It’s not Oakenfold or Steveboy, but it’ll do

I have a 5K tomorrow morning, weather permitting, and I’m trying to shave a minute off my personal best—from 29:04 down to 28:00. I’ve got two solid weeks of really good runs on me, so I think I can do it.

This evening I bit the bullet and fired up GarageBand. DJ Steve Boyett makes great workout mixes, but I needed something more personal. With a 28:00 time, I’m on a 5:36/km pace. I wanted music tailored for that pace, increasing tempo from 160bpm to 180+bpm, and I wanted audio effects to let me know when I crossed each half-km point.

(I’d love for the Nike+ to allow me to set alarms based on my distance, but it still doesn’t do that. Hence why my birthday list includes a Garmin ForeRunner.)

It turns out that mixing your own music isn’t rocket science. I mean, I’d barely call what I was doing mixing—fading out one track while fading in another. I did spend a bit of time trying to match up the beats, but I didn’t do any of the real work that the pro DJs do. I have to give credit where it’s due: GarageBand makes it disturbingly simple to do. It’s not a Swiss Army Knife of tools and effects like Audacity, but it’s good enough and doesn’t crash every 5 minutes.
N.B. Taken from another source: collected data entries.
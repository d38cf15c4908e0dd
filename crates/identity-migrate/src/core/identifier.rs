//! Identifier validation, quoting and sequence name synthesis.
//!
//! SQL identifiers (table names, column names, schema names) cannot be passed as
//! parameters in prepared statements - only data values can be parameterized.
//! Every statement this crate issues is therefore built from quoted identifiers:
//!
//! 1. Validate identifiers for suspicious patterns (null bytes, excessive length)
//! 2. Wrap in double quotes, doubling any embedded double quote
//!
//! Sequence names are synthesized rather than taken from metadata, so they are
//! bounded to the PostgreSQL identifier limit by construction.

use crate::error::{MigrateError, Result};
use serde::{Deserialize, Serialize};
use sha2::{Digest, Sha256};
use std::fmt;

/// Maximum PostgreSQL identifier length in bytes (`NAMEDATALEN - 1`).
pub const MAX_IDENTIFIER_LENGTH: usize = 63;

/// Suffix PostgreSQL itself uses for the sequences backing serial and identity columns.
const SEQUENCE_SUFFIX: &str = "_seq";

/// Hex digits of the candidate digest kept in a shortened name.
const HASH_FRAGMENT_LEN: usize = 8;

/// Validate an identifier for security issues.
///
/// Rejects:
/// - Empty identifiers
/// - Identifiers containing null bytes (injection vector)
/// - Identifiers exceeding maximum length (PostgreSQL would silently truncate them)
///
/// # Errors
///
/// Returns `MigrateError::Config` for invalid identifiers with a descriptive message.
pub fn validate_identifier(name: &str) -> Result<()> {
    if name.is_empty() {
        return Err(MigrateError::Config(
            "Identifier cannot be empty".to_string(),
        ));
    }

    if name.contains('\0') {
        return Err(MigrateError::Config(format!(
            "SECURITY: Identifier contains null byte (possible injection attempt): {:?}",
            name
        )));
    }

    if name.len() > MAX_IDENTIFIER_LENGTH {
        return Err(MigrateError::Config(format!(
            "Identifier exceeds maximum length of {} bytes (got {} bytes): {:?}",
            MAX_IDENTIFIER_LENGTH,
            name.len(),
            name
        )));
    }

    Ok(())
}

/// Quote a PostgreSQL identifier.
///
/// Escapes double quotes by doubling them and wraps in double quotes.
/// Validates the identifier before quoting.
///
/// # Examples
///
/// ```ignore
/// assert_eq!(quote_pg("users")?, "\"users\"");
/// assert_eq!(quote_pg("table\"name")?, "\"table\"\"name\"");
/// ```
pub fn quote_pg(name: &str) -> Result<String> {
    validate_identifier(name)?;
    Ok(format!("\"{}\"", name.replace('"', "\"\"")))
}

/// Qualify a PostgreSQL object name with schema.
///
/// Returns `"schema"."object"` with proper quoting.
pub fn qualify_pg(schema: &str, object: &str) -> Result<String> {
    Ok(format!("{}.{}", quote_pg(schema)?, quote_pg(object)?))
}

/// Quote a string as a SQL literal, doubling single quotes.
pub fn quote_literal(value: &str) -> String {
    format!("'{}'", value.replace('\'', "''"))
}

/// Name of the sequence backing an identity column.
#[derive(Debug, Clone, PartialEq, Eq, Hash, Serialize, Deserialize)]
pub struct SequenceName {
    name: String,
    truncated: bool,
}

impl SequenceName {
    /// The sequence name, unquoted.
    pub fn as_str(&self) -> &str {
        &self.name
    }

    /// Whether the `<table>_<column>_seq` candidate had to be shortened.
    ///
    /// A shortened name differs from the one PostgreSQL would pick on its own,
    /// so it has to be spelled out in the identity DDL.
    pub fn is_truncated(&self) -> bool {
        self.truncated
    }

    /// `"schema"."sequence"` form.
    pub fn qualified(&self, schema: &str) -> Result<String> {
        qualify_pg(schema, &self.name)
    }
}

impl fmt::Display for SequenceName {
    fn fmt(&self, f: &mut fmt::Formatter<'_>) -> fmt::Result {
        f.write_str(&self.name)
    }
}

/// Synthesize the sequence name for a table/column pair.
///
/// The candidate is `<table>_<column>_seq`. When it exceeds
/// [`MAX_IDENTIFIER_LENGTH`] bytes it becomes `<prefix>_<hash>_seq`, where
/// `hash` is the first 8 hex digits of the SHA-256 digest of the full candidate
/// and `prefix` is the longest leading part of `<table>_<column>` that fits.
/// The result depends only on the inputs.
pub fn sequence_name(table: &str, column: &str) -> SequenceName {
    let candidate = format!("{}_{}{}", table, column, SEQUENCE_SUFFIX);
    if candidate.len() <= MAX_IDENTIFIER_LENGTH {
        return SequenceName {
            name: candidate,
            truncated: false,
        };
    }

    let digest = Sha256::digest(candidate.as_bytes());
    let hash = format!("{:x}", digest);
    let fragment = &hash[..HASH_FRAGMENT_LEN];

    // "_" + fragment + "_seq"
    let budget = MAX_IDENTIFIER_LENGTH - 1 - HASH_FRAGMENT_LEN - SEQUENCE_SUFFIX.len();
    let stem = &candidate[..candidate.len() - SEQUENCE_SUFFIX.len()];
    let prefix = &stem[..floor_char_boundary(stem, budget)];

    SequenceName {
        name: format!("{}_{}{}", prefix, fragment, SEQUENCE_SUFFIX),
        truncated: true,
    }
}

/// Largest byte index `<= max` that lies on a char boundary of `s`.
fn floor_char_boundary(s: &str, max: usize) -> usize {
    if max >= s.len() {
        return s.len();
    }
    let mut idx = max;
    while !s.is_char_boundary(idx) {
        idx -= 1;
    }
    idx
}

#[cfg(test)]
mod tests {
    use super::*;

    // =========================================================================
    // Validation tests
    // =========================================================================

    #[test]
    fn test_validate_identifier_normal() {
        assert!(validate_identifier("users").is_ok());
        assert!(validate_identifier("my_table").is_ok());
        assert!(validate_identifier("Table123").is_ok());
        assert!(validate_identifier("column with spaces").is_ok());
        assert!(validate_identifier("日本語").is_ok());
    }

    #[test]
    fn test_validate_identifier_rejects_empty() {
        let result = validate_identifier("");
        assert!(result.is_err());
        assert!(result.unwrap_err().to_string().contains("empty"));
    }

    #[test]
    fn test_validate_identifier_rejects_null_byte() {
        let result = validate_identifier("table\0name");
        assert!(result.is_err());
        assert!(result.unwrap_err().to_string().contains("null byte"));
    }

    #[test]
    fn test_validate_identifier_rejects_too_long() {
        let long_name = "a".repeat(MAX_IDENTIFIER_LENGTH + 1);
        let result = validate_identifier(&long_name);
        assert!(result.is_err());
        assert!(result.unwrap_err().to_string().contains("maximum length"));
    }

    #[test]
    fn test_validate_identifier_accepts_max_length() {
        let max_name = "a".repeat(MAX_IDENTIFIER_LENGTH);
        assert!(validate_identifier(&max_name).is_ok());
    }

    // =========================================================================
    // Quoting tests
    // =========================================================================

    #[test]
    fn test_quote_pg_escapes_double_quote() {
        assert_eq!(quote_pg("users").unwrap(), "\"users\"");
        assert_eq!(quote_pg("table\"name").unwrap(), "\"table\"\"name\"");
    }

    #[test]
    fn test_quote_pg_sql_injection_safely_quoted() {
        let result = quote_pg("Robert'); DROP TABLE Students;--");
        assert_eq!(result.unwrap(), "\"Robert'); DROP TABLE Students;--\"");
    }

    #[test]
    fn test_qualify_pg() {
        assert_eq!(
            qualify_pg("public", "users").unwrap(),
            "\"public\".\"users\""
        );
        assert!(qualify_pg("", "users").is_err());
        assert!(qualify_pg("public", "table\0name").is_err());
    }

    #[test]
    fn test_quote_literal_doubles_single_quotes() {
        assert_eq!(quote_literal("\"s\".\"o'k\""), "'\"s\".\"o''k\"'");
    }

    // =========================================================================
    // Sequence name tests
    // =========================================================================

    #[test]
    fn test_sequence_name_short() {
        let seq = sequence_name("orders", "order_id");
        assert_eq!(seq.as_str(), "orders_order_id_seq");
        assert!(!seq.is_truncated());
    }

    #[test]
    fn test_sequence_name_exactly_at_limit_is_kept() {
        // 54 + 1 + 4 + 4 = 63
        let table = "t".repeat(54);
        let seq = sequence_name(&table, "abcd");
        assert_eq!(seq.as_str().len(), MAX_IDENTIFIER_LENGTH);
        assert!(!seq.is_truncated());
    }

    #[test]
    fn test_sequence_name_is_deterministic() {
        let table = "a".repeat(60);
        let column = "b".repeat(60);
        assert_eq!(sequence_name(&table, &column), sequence_name(&table, &column));
        assert_eq!(sequence_name("logs", "id"), sequence_name("logs", "id"));
    }

    #[test]
    fn test_sequence_name_maximal_inputs_fit() {
        let table = "x".repeat(MAX_IDENTIFIER_LENGTH);
        let column = "y".repeat(MAX_IDENTIFIER_LENGTH);
        let seq = sequence_name(&table, &column);
        assert!(seq.is_truncated());
        assert!(seq.as_str().len() <= MAX_IDENTIFIER_LENGTH);
        assert!(seq.as_str().ends_with("_seq"));
    }

    #[test]
    fn test_sequence_name_distinct_after_truncation() {
        // Same 50-byte prefix, different tails
        let table = "customer_account_balance_history_snapshots_monthly";
        let a = sequence_name(table, "ledger_entry_identifier_primary");
        let b = sequence_name(table, "ledger_entry_identifier_secondary");
        assert!(a.is_truncated() && b.is_truncated());
        assert_ne!(a, b);
        assert!(a.as_str().len() <= MAX_IDENTIFIER_LENGTH);
        assert!(b.as_str().len() <= MAX_IDENTIFIER_LENGTH);
    }

    #[test]
    fn test_sequence_name_respects_char_boundaries() {
        let table = "é".repeat(40);
        let column = "ü".repeat(10);
        let seq = sequence_name(&table, &column);
        assert!(seq.as_str().len() <= MAX_IDENTIFIER_LENGTH);
        assert!(seq.as_str().ends_with("_seq"));
    }

    #[test]
    fn test_sequence_name_qualified() {
        let seq = sequence_name("logs", "id");
        assert_eq!(seq.qualified("app").unwrap(), "\"app\".\"logs_id_seq\"");
    }
}
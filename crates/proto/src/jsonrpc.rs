//! JSON-RPC 2.0 types for the MCP protocol.
//!
//! Each message is a single line of JSON (newline-delimited on stdio, one
//! HTTP body for streamable-http). Unlike a plain client, the gateway
//! speaks full duplex: downstream servers send responses, their own
//! requests (sampling/elicitation), and notifications, so incoming lines
//! are classified before dispatch.

use serde::{Deserialize, Serialize};
use serde_json::Value;

// ━━━━━━━━━━━━━━━━━━━━━━━━━━━━━━━━━━━━━━━━━━━━━━━━━━━━━━━━━━━━━━━━━━
// Error codes
// ━━━━━━━━━━━━━━━━━━━━━━━━━━━━━━━━━━━━━━━━━━━━━━━━━━━━━━━━━━━━━━━━━━

pub const PARSE_ERROR: i64 = -32700;
pub const INVALID_REQUEST: i64 = -32600;
pub const METHOD_NOT_FOUND: i64 = -32601;
pub const INVALID_PARAMS: i64 = -32602;
pub const INTERNAL_ERROR: i64 = -32603;
/// MCP: the server needs the user to visit a URL before the call can
/// proceed. Must be propagated to the caller, never converted into a
/// tool-result payload.
pub const URL_ELICITATION_REQUIRED: i64 = -32042;

// ━━━━━━━━━━━━━━━━━━━━━━━━━━━━━━━━━━━━━━━━━━━━━━━━━━━━━━━━━━━━━━━━━━
// Requests & notifications
// ━━━━━━━━━━━━━━━━━━━━━━━━━━━━━━━━━━━━━━━━━━━━━━━━━━━━━━━━━━━━━━━━━━

/// A JSON-RPC 2.0 request (has an `id` — expects a response).
#[derive(Debug, Clone, Serialize, Deserialize, PartialEq)]
pub struct JsonRpcRequest {
    pub jsonrpc: String,
    pub id: u64,
    pub method: String,
    #[serde(skip_serializing_if = "Option::is_none")]
    pub params: Option<Value>,
}

impl JsonRpcRequest {
    pub fn new(id: u64, method: impl Into<String>, params: Option<Value>) -> Self {
        Self {
            jsonrpc: "2.0".into(),
            id,
            method: method.into(),
            params,
        }
    }
}

/// A JSON-RPC 2.0 notification (no `id` — fire-and-forget).
#[derive(Debug, Clone, Serialize, Deserialize, PartialEq)]
pub struct JsonRpcNotification {
    pub jsonrpc: String,
    pub method: String,
    #[serde(skip_serializing_if = "Option::is_none")]
    pub params: Option<Value>,
}

impl JsonRpcNotification {
    pub fn new(method: impl Into<String>) -> Self {
        Self {
            jsonrpc: "2.0".into(),
            method: method.into(),
            params: None,
        }
    }

    pub fn with_params(method: impl Into<String>, params: Value) -> Self {
        Self {
            jsonrpc: "2.0".into(),
            method: method.into(),
            params: Some(params),
        }
    }
}

/// A request initiated by the *downstream server* (sampling, elicitation).
/// The id is kept as raw JSON and echoed back verbatim.
#[derive(Debug, Clone, Serialize, Deserialize, PartialEq)]
pub struct ServerRequest {
    pub jsonrpc: String,
    pub id: Value,
    pub method: String,
    #[serde(skip_serializing_if = "Option::is_none")]
    pub params: Option<Value>,
}

// ━━━━━━━━━━━━━━━━━━━━━━━━━━━━━━━━━━━━━━━━━━━━━━━━━━━━━━━━━━━━━━━━━━
// Responses
// ━━━━━━━━━━━━━━━━━━━━━━━━━━━━━━━━━━━━━━━━━━━━━━━━━━━━━━━━━━━━━━━━━━

/// A JSON-RPC 2.0 response. The `id` stays raw: servers reply with the id
/// as whatever JSON number shape they use, and [`JsonRpcResponse::id_u64`]
/// normalizes it for table matching.
#[derive(Debug, Clone, Serialize, Deserialize, PartialEq)]
pub struct JsonRpcResponse {
    pub jsonrpc: String,
    #[serde(default)]
    pub id: Value,
    #[serde(skip_serializing_if = "Option::is_none")]
    pub result: Option<Value>,
    #[serde(skip_serializing_if = "Option::is_none")]
    pub error: Option<JsonRpcError>,
}

impl JsonRpcResponse {
    /// Build a success response echoing a server request's raw id.
    pub fn success(id: Value, result: Value) -> Self {
        Self {
            jsonrpc: "2.0".into(),
            id,
            result: Some(result),
            error: None,
        }
    }

    /// Build an error response echoing a server request's raw id.
    pub fn failure(id: Value, error: JsonRpcError) -> Self {
        Self {
            jsonrpc: "2.0".into(),
            id,
            result: None,
            error: Some(error),
        }
    }

    /// Normalize the id to `u64` regardless of JSON number representation
    /// (integers, negative-free int64s, or float-shaped integers).
    pub fn id_u64(&self) -> Option<u64> {
        normalize_id(&self.id)
    }

    pub fn is_error(&self) -> bool {
        self.error.is_some()
    }

    /// Extract the result value, returning the error if present.
    pub fn into_result(self) -> Result<Value, JsonRpcError> {
        if let Some(err) = self.error {
            Err(err)
        } else {
            Ok(self.result.unwrap_or(Value::Null))
        }
    }
}

/// Normalize a JSON-RPC id value to `u64`.
pub fn normalize_id(id: &Value) -> Option<u64> {
    match id {
        Value::Number(n) => {
            if let Some(u) = n.as_u64() {
                Some(u)
            } else if let Some(i) = n.as_i64() {
                u64::try_from(i).ok()
            } else {
                // Some servers echo ids as floats (e.g. 3.0).
                n.as_f64()
                    .filter(|f| f.fract() == 0.0 && *f >= 0.0)
                    .map(|f| f as u64)
            }
        }
        _ => None,
    }
}

/// A JSON-RPC 2.0 error object.
#[derive(Debug, Clone, Serialize, Deserialize, PartialEq)]
pub struct JsonRpcError {
    pub code: i64,
    pub message: String,
    #[serde(skip_serializing_if = "Option::is_none")]
    pub data: Option<Value>,
}

impl JsonRpcError {
    pub fn new(code: i64, message: impl Into<String>) -> Self {
        Self {
            code,
            message: message.into(),
            data: None,
        }
    }

    pub fn method_not_found(method: &str) -> Self {
        Self::new(METHOD_NOT_FOUND, format!("method not supported: {method}"))
    }
}

impl std::fmt::Display for JsonRpcError {
    fn fmt(&self, f: &mut std::fmt::Formatter<'_>) -> std::fmt::Result {
        write!(f, "JSON-RPC error {}: {}", self.code, self.message)
    }
}

impl std::error::Error for JsonRpcError {}

impl From<JsonRpcError> for mcpv_domain::Error {
    fn from(e: JsonRpcError) -> Self {
        mcpv_domain::Error::Protocol {
            code: e.code,
            message: e.message,
            data: e.data,
        }
    }
}

// ━━━━━━━━━━━━━━━━━━━━━━━━━━━━━━━━━━━━━━━━━━━━━━━━━━━━━━━━━━━━━━━━━━
// Incoming classification
// ━━━━━━━━━━━━━━━━━━━━━━━━━━━━━━━━━━━━━━━━━━━━━━━━━━━━━━━━━━━━━━━━━━

/// A classified incoming message from a downstream server.
#[derive(Debug, Clone, PartialEq)]
pub enum Incoming {
    /// Response to one of our requests.
    Response(JsonRpcResponse),
    /// Server-initiated request (sampling/elicitation); needs a reply.
    Request(ServerRequest),
    /// Server-initiated notification (e.g. `notifications/*/list_changed`).
    Notification(JsonRpcNotification),
}

/// Classify a raw JSON line. Messages with a `method` field are requests
/// (id present) or notifications (id absent); everything else is treated
/// as a response.
pub fn classify(line: &str) -> Result<Incoming, serde_json::Error> {
    let value: Value = serde_json::from_str(line)?;
    let has_method = value.get("method").is_some();
    let has_id = value.get("id").map(|v| !v.is_null()).unwrap_or(false);
    if has_method && has_id {
        serde_json::from_value(value).map(Incoming::Request)
    } else if has_method {
        serde_json::from_value(value).map(Incoming::Notification)
    } else {
        serde_json::from_value(value).map(Incoming::Response)
    }
}

#[cfg(test)]
mod tests {
    use super::*;

    #[test]
    fn serialize_request() {
        let req = JsonRpcRequest::new(1, "initialize", Some(serde_json::json!({"x": 1})));
        let json = serde_json::to_string(&req).unwrap();
        assert!(json.contains("\"jsonrpc\":\"2.0\""));
        assert!(json.contains("\"id\":1"));
    }

    #[test]
    fn serialize_request_without_params() {
        let req = JsonRpcRequest::new(2, "tools/list", None);
        let json = serde_json::to_string(&req).unwrap();
        assert!(!json.contains("params"));
    }

    #[test]
    fn classify_response() {
        let msg = classify(r#"{"jsonrpc":"2.0","id":7,"result":{}}"#).unwrap();
        match msg {
            Incoming::Response(resp) => assert_eq!(resp.id_u64(), Some(7)),
            other => panic!("expected response, got {other:?}"),
        }
    }

    #[test]
    fn classify_notification() {
        let msg =
            classify(r#"{"jsonrpc":"2.0","method":"notifications/tools/list_changed"}"#).unwrap();
        match msg {
            Incoming::Notification(n) => {
                assert_eq!(n.method, "notifications/tools/list_changed")
            }
            other => panic!("expected notification, got {other:?}"),
        }
    }

    #[test]
    fn classify_server_request() {
        let msg = classify(
            r#"{"jsonrpc":"2.0","id":"srv-1","method":"sampling/createMessage","params":{}}"#,
        )
        .unwrap();
        match msg {
            Incoming::Request(req) => {
                assert_eq!(req.method, "sampling/createMessage");
                assert_eq!(req.id, serde_json::json!("srv-1"));
            }
            other => panic!("expected server request, got {other:?}"),
        }
    }

    #[test]
    fn id_normalization_handles_number_shapes() {
        assert_eq!(normalize_id(&serde_json::json!(3)), Some(3));
        assert_eq!(normalize_id(&serde_json::json!(3i64)), Some(3));
        assert_eq!(normalize_id(&serde_json::json!(3.0)), Some(3));
        assert_eq!(normalize_id(&serde_json::json!(3.5)), None);
        assert_eq!(normalize_id(&serde_json::json!(-1)), None);
        assert_eq!(normalize_id(&serde_json::json!("3")), None);
    }

    #[test]
    fn error_response_roundtrip() {
        let raw = r#"{"jsonrpc":"2.0","id":1,"error":{"code":-32042,"message":"visit url","data":{"url":"https://example.com"}}}"#;
        let resp: JsonRpcResponse = serde_json::from_str(raw).unwrap();
        assert!(resp.is_error());
        let err = resp.into_result().unwrap_err();
        assert_eq!(err.code, URL_ELICITATION_REQUIRED);
        let domain: mcpv_domain::Error = err.into();
        match domain {
            mcpv_domain::Error::Protocol { code, .. } => assert_eq!(code, -32042),
            other => panic!("unexpected {other:?}"),
        }
    }

    #[test]
    fn failure_echoes_raw_id() {
        let resp = JsonRpcResponse::failure(
            serde_json::json!("abc"),
            JsonRpcError::method_not_found("roots/list"),
        );
        let json = serde_json::to_string(&resp).unwrap();
        assert!(json.contains("\"id\":\"abc\""));
        assert!(json.contains("-32601"));
    }
}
I ended up with two mixes: the one for my 5K tomorrow, and a second 30-minute intervals mix with cute little racecar sounds telling me to book it and dinosaur growls to telling me to chill out. And … they don’t suck. In total, I probably spent 4 hours on the first one, then 2 on the second. I don’t know that I could get it down to any less than that, but 2 hours before a race isn’t a bad investment. For the Gate River Run in March I’ll probably need 4-5 hours to get the 110 minutes of music that I’ll need … but that’s something I can work on in tiny pieces from now until then.